**INPUT FOR THIS TASK:**
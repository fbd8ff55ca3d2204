//! Error types for the portfolio reveal core

use thiserror::Error;

use crate::reveal::{SessionId, TargetId};

/// Errors raised by the reveal controller and its configuration.
///
/// `MissingCapability`, `DoubleRelease` and `StaleEvent` never reach callers of
/// [`RevealController`](crate::reveal::RevealController): the controller logs
/// them and falls back. They exist so the absorbing code paths stay explicit.
#[derive(Error, Debug, Clone, PartialEq)]
pub enum RevealError {
    /// The host has no viewport-intersection primitive
    #[error("Viewport intersection primitive unavailable")]
    MissingCapability,

    /// `stop` was called on a session that is already stopped
    #[error("Session {0} already released")]
    DoubleRelease(SessionId),

    /// An intersection event arrived for a target that is no longer watched
    #[error("Stale event for target {target} in session {session}")]
    StaleEvent {
        session: SessionId,
        target: TargetId,
    },

    /// Threshold outside of 0.0..=1.0, NaN, or not a number at all
    #[error("Invalid threshold: {0} (expected 0.0..=1.0)")]
    InvalidThreshold(String),

    /// Unknown reveal mode name
    #[error("Invalid reveal mode: {0} (expected \"toggle\" or \"once\")")]
    InvalidMode(String),

    /// Host bridge failed to deliver or decode a message
    #[error("Bridge error: {0}")]
    Bridge(String),
}

impl From<serde_json::Error> for RevealError {
    fn from(err: serde_json::Error) -> Self {
        RevealError::Bridge(err.to_string())
    }
}

/// Result type alias using RevealError
pub type RevealResult<T> = Result<T, RevealError>;

#[cfg(test)]
mod tests {
    use super::*;

    #[test]
    fn test_error_display() {
        let err = RevealError::DoubleRelease(SessionId::new(3));
        assert_eq!(format!("{}", err), "Session #3 already released");

        let err = RevealError::StaleEvent {
            session: SessionId::new(1),
            target: TargetId::new(7),
        };
        assert_eq!(format!("{}", err), "Stale event for target t7 in session #1");
    }

    #[test]
    fn test_error_from_json() {
        let json_err = serde_json::from_str::<u32>("not json").unwrap_err();
        let err: RevealError = json_err.into();
        assert!(matches!(err, RevealError::Bridge(_)));
    }
}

**WORK INSTRUCTION:** Using the data above, state the number of lines that contain the word "released"; add nothing else.

**EXERCISE RESPONSE:** 2